Though these plants originate from a tropical climate, they can be tolerant of colder temperatures. As long as your home does not get below 50 degrees, the Philodendron will survive. Keeping your plant away from drafts and air conditioning vents can help protect it as well.

Toxicity

It is important to keep in mind that these plants are toxic. They are unsafe for both pets and humans to consume. The steams and leaves both are high in a chemical that is toxic. If you have pets or small children in your home, keep these plants up and away from their reach.

If you notice a pet or human in your house drooling, vomiting, having diarrhea or not eating, they may have eaten your Philodendron. There is also the chance of mouth blisters, swelling and pain.  These are the most common symptoms of poisoning. If you see any of these symptoms, seek help from a doctor or veterinarian.
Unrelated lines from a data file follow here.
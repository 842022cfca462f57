//! Integration tests: ClockService → ports (displays, net, bell, chime).

use chrono::{NaiveDate, NaiveDateTime};

use reloj7::CommsError;
use reloj7::app::commands::InboundMessage;
use reloj7::app::events::AppEvent;
use reloj7::app::ports::{
    BellPort, ChimePort, EventSink, PublishPort, SegmentDisplayPort, TextDisplayPort,
};
use reloj7::app::service::ClockService;
use reloj7::config::SystemConfig;

// ── Mock implementations ──────────────────────────────────────

#[derive(Debug, Clone, PartialEq)]
enum SegCall {
    Digits([u8; 4]),
    Colon(bool),
    Clear,
}

struct MockSegment {
    calls: Vec<SegCall>,
}
impl MockSegment {
    fn new() -> Self {
        Self { calls: Vec::new() }
    }
    fn digit_writes(&self) -> Vec<[u8; 4]> {
        self.calls
            .iter()
            .filter_map(|c| match c {
                SegCall::Digits(d) => Some(*d),
                _ => None,
            })
            .collect()
    }
}
impl SegmentDisplayPort for MockSegment {
    fn show_digits(&mut self, digits: [u8; 4]) {
        self.calls.push(SegCall::Digits(digits));
    }
    fn set_colon(&mut self, on: bool) {
        self.calls.push(SegCall::Colon(on));
    }
    fn clear(&mut self) {
        self.calls.push(SegCall::Clear);
    }
}

struct MockText {
    writes: Vec<(u8, String)>,
}
impl MockText {
    fn new() -> Self {
        Self { writes: Vec::new() }
    }
    fn row_writes(&self, row: u8) -> Vec<&str> {
        self.writes
            .iter()
            .filter(|(r, _)| *r == row)
            .map(|(_, t)| t.as_str())
            .collect()
    }
}
impl TextDisplayPort for MockText {
    fn write_line(&mut self, row: u8, text: &str) {
        self.writes.push((row, text.to_owned()));
    }
    fn clear(&mut self) {
        self.writes.clear();
    }
}

struct MockNet {
    publishes: Vec<(String, String, bool)>,
    fail: bool,
}
impl MockNet {
    fn new() -> Self {
        Self {
            publishes: Vec::new(),
            fail: false,
        }
    }
}
impl PublishPort for MockNet {
    fn publish(&mut self, topic: &str, payload: &str, retain: bool) -> Result<(), CommsError> {
        if self.fail {
            return Err(CommsError::MqttPublishFailed);
        }
        self.publishes
            .push((topic.to_owned(), payload.to_owned(), retain));
        Ok(())
    }
}

struct MockBell {
    rings: u32,
    fail: bool,
}
impl MockBell {
    fn new() -> Self {
        Self {
            rings: 0,
            fail: false,
        }
    }
}
impl BellPort for MockBell {
    fn ring(&mut self) -> Result<(), CommsError> {
        self.rings += 1;
        if self.fail {
            Err(CommsError::BellRequestFailed)
        } else {
            Ok(())
        }
    }
}

struct MockChime {
    strikes: Vec<(u8, u8, u8)>,
}
impl MockChime {
    fn new() -> Self {
        Self {
            strikes: Vec::new(),
        }
    }
}
impl ChimePort for MockChime {
    fn strike(&mut self, channel: u8, hour: u8, minute: u8) {
        self.strikes.push((channel, hour, minute));
    }
}

struct RecordingSink {
    events: Vec<AppEvent>,
}
impl RecordingSink {
    fn new() -> Self {
        Self { events: Vec::new() }
    }
}
impl EventSink for RecordingSink {
    fn emit(&mut self, e: &AppEvent) {
        self.events.push(e.clone());
    }
}

// ── Harness ───────────────────────────────────────────────────

struct Rig {
    service: ClockService,
    segment: MockSegment,
    text: MockText,
    net: MockNet,
    bell: MockBell,
    chime: MockChime,
    sink: RecordingSink,
}

impl Rig {
    fn new() -> Self {
        Self {
            service: ClockService::new(SystemConfig::default()),
            segment: MockSegment::new(),
            text: MockText::new(),
            net: MockNet::new(),
            bell: MockBell::new(),
            chime: MockChime::new(),
            sink: RecordingSink::new(),
        }
    }

    fn tick(&mut self, now: NaiveDateTime) {
        self.service.tick(
            now,
            &mut self.segment,
            &mut self.text,
            &mut self.net,
            &mut self.bell,
            &mut self.chime,
            &mut self.sink,
        );
    }

    fn message(&mut self, topic: &str, payload: &str, now: NaiveDateTime) {
        self.service.handle_message(
            &InboundMessage::new(topic, payload),
            now,
            &mut self.net,
            &mut self.sink,
        );
    }
}

fn at(h: u32, m: u32, s: u32) -> NaiveDateTime {
    NaiveDate::from_ymd_opt(2026, 8, 26)
        .unwrap()
        .and_hms_opt(h, m, s)
        .unwrap()
}

// ── Start-up ──────────────────────────────────────────────────

#[test]
fn start_runs_the_lamp_test() {
    let mut rig = Rig::new();
    rig.service.start(&mut rig.segment, &mut rig.sink);

    assert_eq!(
        rig.segment.calls,
        vec![SegCall::Digits([8, 8, 8, 8]), SegCall::Colon(true)]
    );
    assert_eq!(rig.sink.events, vec![AppEvent::Started]);
}

#[test]
fn first_tick_draws_time_and_date() {
    let mut rig = Rig::new();
    rig.tick(at(9, 41, 7));

    assert_eq!(rig.segment.digit_writes(), vec![[0, 9, 4, 1]]);
    // 2026-08-26 is a Wednesday.
    assert_eq!(rig.text.row_writes(0), vec!["Mie  26-Ago-2026 "]);
}

// ── Change-driven redraws ─────────────────────────────────────

#[test]
fn digits_redraw_only_on_minute_change() {
    let mut rig = Rig::new();
    rig.tick(at(9, 41, 7));
    rig.tick(at(9, 41, 8));
    rig.tick(at(9, 41, 9));
    assert_eq!(rig.segment.digit_writes().len(), 1);

    rig.tick(at(9, 42, 1));
    assert_eq!(rig.segment.digit_writes(), vec![[0, 9, 4, 1], [0, 9, 4, 2]]);
}

#[test]
fn colon_follows_second_parity() {
    let mut rig = Rig::new();
    rig.tick(at(9, 41, 6));
    rig.tick(at(9, 41, 7));
    // Same second again: no extra colon write.
    rig.tick(at(9, 41, 7));

    let colons: Vec<bool> = rig
        .segment
        .calls
        .iter()
        .filter_map(|c| match c {
            SegCall::Colon(on) => Some(*on),
            _ => None,
        })
        .collect();
    assert_eq!(colons, vec![true, false]);
}

#[test]
fn date_line_redraws_only_on_day_change() {
    let mut rig = Rig::new();
    rig.tick(at(23, 59, 58));
    rig.tick(at(23, 59, 59));
    assert_eq!(rig.text.row_writes(0).len(), 1);

    let midnight = NaiveDate::from_ymd_opt(2026, 8, 27)
        .unwrap()
        .and_hms_opt(0, 0, 1)
        .unwrap();
    rig.tick(midnight);
    assert_eq!(
        rig.text.row_writes(0),
        vec!["Mie  26-Ago-2026 ", "Jue  27-Ago-2026 "]
    );
}

// ── Carousel ──────────────────────────────────────────────────

#[test]
fn carousel_writes_once_per_period_bucket() {
    let mut rig = Rig::new();
    // Several 100 ms polls land inside the same wall-clock second.
    rig.tick(at(9, 41, 10));
    rig.tick(at(9, 41, 10));
    rig.tick(at(9, 41, 10));
    assert_eq!(rig.text.row_writes(1).len(), 1);

    // Off-boundary seconds release the latch, next boundary writes again.
    rig.tick(at(9, 41, 12));
    rig.tick(at(9, 41, 15));
    assert_eq!(rig.text.row_writes(1).len(), 2);
}

#[test]
fn carousel_cycles_through_all_seven_slots() {
    let mut rig = Rig::new();
    rig.message("DatosMeteo/tempExt/estado", "21.4", at(9, 40, 0));
    rig.message("DatosMeteo/humedadExt/estado", "63", at(9, 40, 0));
    rig.message("DatosMeteo/presion/estado", "1013", at(9, 40, 0));
    rig.message("DatosMeteo/VientoVel/estado", "10", at(9, 40, 0));
    rig.message("DatosMeteo/VientoDir/estado", "90", at(9, 40, 0));
    rig.message("DatosMeteo/amanecer/estado", "7:08", at(9, 40, 0));
    rig.message("DatosMeteo/anochecer/estado", "20:41", at(9, 40, 0));
    rig.message("DatosMeteo/detalle/estado", "nubes dispersas", at(9, 40, 0));

    for s in 0..40 {
        rig.tick(at(9, 41, s));
    }

    assert_eq!(
        rig.text.row_writes(1),
        vec![
            "nubes dispersas",
            "T:21.4\u{00b0}C  H:63%",
            "P:1013HPa",
            "V:36km/h - 19Kn",
            "F5-Fresquito",
            "090 Llevant",
            "07:08 - 20:41",
            // Slot 0 again: the cursor wrapped.
            "nubes dispersas",
        ]
    );
}

#[test]
fn sun_slot_renders_placeholder_until_times_arrive() {
    let mut rig = Rig::new();
    // Advance the cursor to slot 6 without sunrise/sunset data.
    for s in 0..31 {
        rig.tick(at(9, 41, s));
    }
    assert_eq!(rig.text.row_writes(1)[6], "--:-- - --:--");
}

// ── Chime ─────────────────────────────────────────────────────

#[test]
fn chime_strikes_exactly_once_per_quarter() {
    let mut rig = Rig::new();
    rig.tick(at(10, 15, 0));
    rig.tick(at(10, 15, 0));
    rig.tick(at(10, 15, 0));
    assert_eq!(rig.chime.strikes, vec![(25, 10, 15)]);
    assert!(
        rig.sink
            .events
            .iter()
            .filter(|e| matches!(e, AppEvent::ChimeStruck { .. }))
            .count()
            == 1
    );

    // Latch released once the second moves on; next quarter strikes again.
    rig.tick(at(10, 15, 1));
    rig.tick(at(10, 30, 0));
    assert_eq!(rig.chime.strikes, vec![(25, 10, 15), (25, 10, 30)]);
}

#[test]
fn no_chime_outside_quarter_minutes() {
    let mut rig = Rig::new();
    rig.tick(at(10, 7, 0));
    rig.tick(at(10, 14, 0));
    rig.tick(at(10, 16, 0));
    assert!(rig.chime.strikes.is_empty());
}

// ── Alarm ─────────────────────────────────────────────────────

#[test]
fn alarm_schedules_and_fires_end_to_end() {
    let mut rig = Rig::new();
    rig.message("reloj7/setalarma", "1", at(12, 0, 30));

    assert_eq!(
        rig.net.publishes,
        vec![("reloj7/alarma".into(), "2026-08-26 12:01:30".into(), true)]
    );
    assert_eq!(
        rig.sink.events,
        vec![AppEvent::AlarmScheduled {
            deadline: at(12, 1, 30)
        }]
    );

    // Before the deadline: nothing.
    rig.tick(at(12, 1, 29));
    assert_eq!(rig.bell.rings, 0);

    // First tick past the deadline: one ring, one retained clear.
    rig.tick(at(12, 1, 31));
    assert_eq!(rig.bell.rings, 1);
    assert_eq!(rig.net.publishes.len(), 2);
    assert_eq!(
        rig.net.publishes[1],
        ("reloj7/alarma".into(), String::new(), true)
    );
    assert!(
        rig.sink
            .events
            .contains(&AppEvent::AlarmFired {
                deadline: at(12, 1, 30)
            })
    );

    // No refire on later ticks.
    rig.tick(at(12, 1, 32));
    rig.tick(at(12, 2, 31));
    assert_eq!(rig.bell.rings, 1);
    assert_eq!(rig.net.publishes.len(), 2);
}

#[test]
fn rescheduling_replaces_the_pending_alarm() {
    let mut rig = Rig::new();
    rig.message("reloj7/setalarma", "1", at(12, 0, 0));
    rig.message("reloj7/setalarma", "10", at(12, 0, 30));

    // The first deadline passes silently.
    rig.tick(at(12, 1, 2));
    assert_eq!(rig.bell.rings, 0);

    rig.tick(at(12, 10, 31));
    assert_eq!(rig.bell.rings, 1);
}

#[test]
fn bell_failure_still_clears_the_announcement() {
    let mut rig = Rig::new();
    rig.message("reloj7/setalarma", "0", at(12, 0, 30));
    rig.bell.fail = true;

    rig.tick(at(12, 0, 31));
    assert_eq!(rig.bell.rings, 1);
    assert_eq!(rig.net.publishes.last().unwrap().1, "");
    assert!(
        rig.sink
            .events
            .iter()
            .any(|e| matches!(e, AppEvent::AlarmFired { .. }))
    );
}

#[test]
fn malformed_alarm_request_is_dropped() {
    let mut rig = Rig::new();
    rig.message("reloj7/setalarma", "mañana", at(12, 0, 0));

    assert!(rig.net.publishes.is_empty());
    assert!(rig.sink.events.is_empty());
    rig.tick(at(23, 59, 59));
    assert_eq!(rig.bell.rings, 0);
}

// ── Weather robustness ────────────────────────────────────────

#[test]
fn malformed_wind_payload_keeps_previous_value() {
    let mut rig = Rig::new();
    rig.message("DatosMeteo/VientoVel/estado", "10", at(9, 40, 0));
    rig.message("DatosMeteo/VientoVel/estado", "vendaval", at(9, 40, 1));

    // Walk the carousel to slot 3 (wind speed).
    for s in 0..16 {
        rig.tick(at(9, 41, s));
    }
    assert_eq!(rig.text.row_writes(1)[3], "V:36km/h - 19Kn");
}

#[test]
fn unknown_topics_are_ignored() {
    let mut rig = Rig::new();
    rig.message("DatosMeteo/lluvia/estado", "4", at(9, 40, 0));
    rig.message("otracosa/estado", "x", at(9, 40, 0));
    assert!(rig.net.publishes.is_empty());
    assert!(rig.sink.events.is_empty());
}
The good news is most people and pets would have to consume a large amount of Philodendron leaves or stems for a severe reaction. These plants are safe to have in your home as long as you watch your young and furry family members.

Before You Go

As houseplants have grown in popularity, so has the Philodendron. This tropical plant comes in many varieties and is easy to care for. Finding the perfect loose soil is ideal for keeping these plants happy. It is also important to find a partial sunny spot in your home for them to sit in. Watering too often or too little can cause problems, so keep an eye on the top inch of soil to make sure your plant has enough water. These plants love humidity, so buy yourself a spray bottle and mist away!

Like some houseplants, they can pose a risk of poisoning to your plants and kids. The chance of serious poisoning from them is slim, but it is still recommended to keep them up and away in your home.

With such an easy care routine for the Philodendron, they make great houseplants for everyone! Whether you are an experienced gardener or a beginner, you can’t go wrong with a Philodendron!